Pahalgam Attack: Amit Shah Meets Survivors, Lays Wreath on Deceased Victims, Pays Tribute

The mountains of Kashmir echoed with grief this week. What should have been another beautiful spring day in Pahalgam turned into tragedy when terrorists attacked tourists at Baisaran meadow, killing 28 innocent people whose only fault was wanting to experience Kashmir’s legendary beauty.

A Solemn Ceremony of Respect

I watched as Home Minister Amit Shah bent low over each coffin at the Police Control Room in Srinagar on Wednesday. The room was quiet except for muffled sobs. Lieutenant Governor Manoj Sinha stood to his left, and Chief Minister Omar Abdullah to his right—political differences momentarily forgotten in shared mourning.

“He touched each wreath before placing it,” whispered a police officer standing beside me. “Not rushing through it like these ceremonies sometimes go.”

The bodies had arrived at Government Medical College in Srinagar during those strange, hollow hours between midnight and dawn. By morning, they were at the PCR where families waited—some numb with shock, others wailing in grief. A woman clutched a backpack still bearing her husband’s travel tag from Delhi. A teenage boy stood straight-backed and tearless beside his mother’s coffin.

Among the dead were people from across India—a retired schoolteacher from Gujarat, newlyweds from Maharashtra, and a family of four from Tamil Nadu. Also killed were visitors from the UAE and Nepal. Kashmir’s beauty had drawn them all to the same fate.

Commitment to Justice

After the formal ceremony, Shah broke with the usual tight security protocols. He spent nearly two hours meeting families in a side room. No cameras were allowed.

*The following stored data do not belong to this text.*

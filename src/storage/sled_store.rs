//! Persistent store on top of sled
//!
//! Three trees:
//! - `by_id`:     id (BE)              -> bincode(NodeRecord)
//! - `by_path`:   path key (BE comps)  -> id (BE)
//! - `by_parent`: parent (BE) | id (BE) -> ()
//!
//! Path keys sort exactly like paths, so descendant ranges are plain sled
//! range scans. Batches run in one multi-tree transaction.

use std::ops::Bound;
use std::path::{Path, PathBuf};

use sled::transaction::{ConflictableTransactionError, TransactionError, TransactionalTree};
use sled::{Transactional, Tree};

use super::{Delta, NamespaceStore, NodeRecord};
use crate::error::{HierarchyError, Result};
use crate::path::{NodeId, PathRange};

/// Parent key used for roots
const ROOT_PARENT: NodeId = 0;

/// Normalize database path ensuring .nsdb extension
///
/// Examples:
/// - `/path/to/db` -> `/path/to/db.nsdb`
/// - `/path/to/db.db` -> `/path/to/db.nsdb`
/// - `/path/to/db.nsdb` -> `/path/to/db.nsdb` (unchanged)
fn normalize_db_path<P: AsRef<Path>>(path: P) -> PathBuf {
    let path = path.as_ref();

    if path.extension().and_then(|s| s.to_str()) == Some("nsdb") {
        return path.to_path_buf();
    }

    if path.extension().is_some() {
        return path.with_extension("nsdb");
    }

    let mut new_path = path.to_path_buf();
    let new_filename = format!(
        "{}.nsdb",
        path.file_name().and_then(|s| s.to_str()).unwrap_or("db")
    );
    new_path.set_file_name(new_filename);
    new_path
}

fn id_key(id: NodeId) -> Vec<u8> {
    id.to_be_bytes().to_vec()
}

fn parent_key(parent: Option<NodeId>, id: NodeId) -> Vec<u8> {
    let mut key = Vec::with_capacity(16);
    key.extend_from_slice(&parent.unwrap_or(ROOT_PARENT).to_be_bytes());
    key.extend_from_slice(&id.to_be_bytes());
    key
}

fn decode_id(bytes: &[u8]) -> Result<NodeId> {
    let raw: [u8; 8] = bytes
        .try_into()
        .map_err(|_| HierarchyError::InvalidFormat(format!("invalid id length {}", bytes.len())))?;
    Ok(NodeId::from_be_bytes(raw))
}

type TxResult<T> = std::result::Result<T, ConflictableTransactionError<HierarchyError>>;

fn abort<T>(e: HierarchyError) -> TxResult<T> {
    Err(ConflictableTransactionError::Abort(e))
}

/// Drop the path entry only if it still points at `node`
fn tx_unindex(paths: &TransactionalTree, node: &NodeRecord) -> TxResult<()> {
    let key = node.traversal_ids.to_key();
    if paths.get(key.clone())?.as_deref() == Some(&id_key(node.id)[..]) {
        paths.remove(key)?;
    }
    Ok(())
}

/// Persistent node store
pub struct SledStore {
    path: PathBuf,
    db: sled::Db,
    by_id: Tree,
    by_path: Tree,
    by_parent: Tree,
}

impl SledStore {
    /// Open or create a store at `path` (normalized to `.nsdb`)
    pub fn open<P: AsRef<Path>>(path: P) -> Result<Self> {
        let path = normalize_db_path(path);
        let db = sled::open(&path)
            .map_err(|e| HierarchyError::Store(format!("Failed to open sled: {}", e)))?;

        let by_id = db.open_tree("by_id")?;
        let by_path = db.open_tree("by_path")?;
        let by_parent = db.open_tree("by_parent")?;

        tracing::info!("Opened store at {:?}: {} nodes", path, by_id.len());

        Ok(Self {
            path,
            db,
            by_id,
            by_path,
            by_parent,
        })
    }

    pub fn path(&self) -> &Path {
        &self.path
    }

    fn load(&self, id: NodeId) -> Result<Option<NodeRecord>> {
        match self.by_id.get(id_key(id))? {
            Some(bytes) => Ok(Some(bincode::deserialize(&bytes)?)),
            None => Ok(None),
        }
    }

    /// Resolve path-index entries to records
    fn collect_paths(&self, iter: sled::Iter, skip_key: Option<&[u8]>) -> Result<Vec<NodeRecord>> {
        let mut result = Vec::new();
        for entry in iter {
            let (key, value) = entry?;
            if skip_key.map_or(false, |skip| key.as_ref() == skip) {
                continue;
            }
            let id = decode_id(&value)?;
            match self.load(id)? {
                Some(node) => result.push(node),
                None => {
                    return Err(HierarchyError::InvalidFormat(format!(
                        "path index points to missing node {}",
                        id
                    )))
                }
            }
        }
        Ok(result)
    }
}

fn tx_load(ids: &TransactionalTree, id: NodeId) -> TxResult<NodeRecord> {
    match ids.get(id_key(id))? {
        Some(bytes) => match bincode::deserialize::<NodeRecord>(&bytes) {
            Ok(node) => Ok(node),
            Err(e) => abort(e.into()),
        },
        None => abort(HierarchyError::NodeNotFound(id)),
    }
}

fn tx_store(ids: &TransactionalTree, node: &NodeRecord) -> TxResult<()> {
    let value = match bincode::serialize(node) {
        Ok(value) => value,
        Err(e) => return abort(e.into()),
    };
    ids.insert(id_key(node.id), value)?;
    Ok(())
}

impl NamespaceStore for SledStore {
    fn get(&self, id: NodeId) -> Result<Option<NodeRecord>> {
        self.load(id)
    }

    fn scan_range(&self, range: &PathRange) -> Result<Vec<NodeRecord>> {
        let lower = range.lower.to_key();
        let iter = match &range.upper {
            Some(upper) => {
                if range.lower >= *upper {
                    return Ok(Vec::new());
                }
                self.by_path.range(lower.clone()..upper.to_key())
            }
            None => self.by_path.range(lower.clone()..),
        };
        let skip = if range.include_lower { None } else { Some(lower.as_slice()) };
        self.collect_paths(iter, skip)
    }

    fn scan_all(&self) -> Result<Vec<NodeRecord>> {
        self.collect_paths(self.by_path.iter(), None)
    }

    fn scan_ids(&self, after: Option<NodeId>, limit: usize) -> Result<Vec<NodeRecord>> {
        let iter = match after {
            Some(id) => self
                .by_id
                .range::<Vec<u8>, _>((Bound::Excluded(id_key(id)), Bound::Unbounded)),
            None => self.by_id.iter(),
        };
        let mut result = Vec::new();
        for entry in iter.take(limit) {
            let (_, value) = entry?;
            result.push(bincode::deserialize(&value)?);
        }
        Ok(result)
    }

    fn children(&self, parent: NodeId) -> Result<Vec<NodeRecord>> {
        let mut result = Vec::new();
        for entry in self.by_parent.scan_prefix(parent.to_be_bytes()) {
            let (key, _) = entry?;
            let id = decode_id(&key[8..])?;
            if let Some(node) = self.load(id)? {
                result.push(node);
            }
        }
        Ok(result)
    }

    fn apply(&mut self, batch: &[Delta]) -> Result<()> {
        if batch.is_empty() {
            return Ok(());
        }

        let result = (&self.by_id, &self.by_path, &self.by_parent).transaction(|(ids, paths, parents)| {
            for delta in batch {
                match delta {
                    Delta::Insert(node) => {
                        if ids.get(id_key(node.id))?.is_some() {
                            return abort(HierarchyError::DuplicateNode(node.id));
                        }
                        let path_key = node.traversal_ids.to_key();
                        if paths.get(path_key.clone())?.is_some() {
                            return abort(HierarchyError::InvalidFormat(format!(
                                "path {} already indexed",
                                node.traversal_ids
                            )));
                        }
                        tx_store(ids, node)?;
                        paths.insert(path_key, id_key(node.id))?;
                        parents.insert(parent_key(node.parent_id, node.id), Vec::new())?;
                    }
                    Delta::Delete { id } => {
                        let node = tx_load(ids, *id)?;
                        ids.remove(id_key(*id))?;
                        tx_unindex(paths, &node)?;
                        parents.remove(parent_key(node.parent_id, node.id))?;
                    }
                    Delta::Rewrite { id, parent_id, traversal_ids } => {
                        let mut node = tx_load(ids, *id)?;
                        tx_unindex(paths, &node)?;
                        parents.remove(parent_key(node.parent_id, node.id))?;

                        node.parent_id = *parent_id;
                        node.traversal_ids = traversal_ids.clone();

                        tx_store(ids, &node)?;
                        paths.insert(node.traversal_ids.to_key(), id_key(node.id))?;
                        parents.insert(parent_key(node.parent_id, node.id), Vec::new())?;
                    }
                }
            }
            Ok(())
        });

        match result {
            Ok(()) => Ok(()),
            Err(TransactionError::Abort(e)) => Err(e),
            Err(TransactionError::Storage(e)) => Err(e.into()),
        }
    }

    fn len(&self) -> Result<usize> {
        Ok(self.by_id.len())
    }

    fn flush(&mut self) -> Result<()> {
        let bytes = self.db.flush()?;
        tracing::debug!("Flushed {} bytes to {:?}", bytes, self.path);
        Ok(())
    }
}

“He held my hands and promised my father’s killers would be found,” said Anjali Sharma from Lucknow. “We were supposed to go home tomorrow with memories. Now I’m taking Dad home in a coffin.”

When Shah emerged, his normally composed face showed strain. “The security forces will leave no stone unturned,” he told waiting reporters, his voice carrying both exhaustion and determination.

A survivor with a bandaged arm described his meeting with Shah: “He didn’t just offer sympathy. He asked detailed questions about what we saw, how many attackers there were, and what language they spoke. He’s treating this like a personal mission.”

Swift Security Response

Within hours of Tuesday’s bloodshed, Shah’s convoy was speeding through Srinagar’s streets. Local residents watched from balconies as security personnel established positions at every intersection. Director General of Police Nalin Prabhat was waiting at the airport with initial reports pointing to The Resistance Front’s involvement.

Through Wednesday night, lights burned in government offices as Shah chaired an emergency security review. Military commanders, intelligence officials, and civil administrators filed in and out. A junior officer, emerging for a smoke break at 2 AM, said simply, “I’ve never seen such intensity in a meeting.”

Meanwhile, Prime Minister Modi had cut short his Saudi Arabia trip, landing at Delhi airport, where he immediately huddled with National Security Advisor Ajit Doval and External Affairs Minister S. Jaishankar. The message was clear—this attack demanded national attention at the highest levels.

Government Aid and National Response

By dawn, the J&K administration had announced financial assistance—₹10 lakh for families of the dead and ₹2 lakh for the seriously injured. But Kashmir’s response went beyond official measures.

For the first time in 35 years, the entire valley shut down specifically to protest terrorism. Markets normally bustling with spring tourist trade were silent. Schools stood empty. Newspaper offices across Srinagar printed their front pages in solid black—a visual scream against violence.

“We’re tired of being associated with terror,” said Bashir Ahmad, a houseboat owner who joined a silent protest at Lal Chowk. “These tourists were our guests. Their blood is on our hands too if we don’t speak out.”

Even opposition leaders set aside political differences. Congress president Mallikarjun Kharge and Rahul Gandhi both spoke directly with Shah and CM Abdullah. “The perpetrators must not go unpunished,” Kharge wrote afterward—words that could have come from any party, any Kashmiri, any Indian.

International Condemnation

As darkness fell Wednesday, condemnations poured in from world capitals. Donald Trump, Vladimir Putin, and Giorgia Meloni expressed solidarity with India. Their statements played on local news channels where families gathered in living rooms across Kashmir, many holding candles in silent vigil.

In a tea shop near Dal Lake, an old man summed up the mood: “I’ve lived through decades of violence, but attacking unarmed tourists in Baisaran? That’s not resistance. That’s just murder.”

As Shah’s helicopter lifted off from Srinagar Thursday morning, the investigation was just beginning. An NIA team was already combing through evidence at the attack site. But for the families boarding flights with flag-draped coffins, justice—whenever it comes—will never be enough.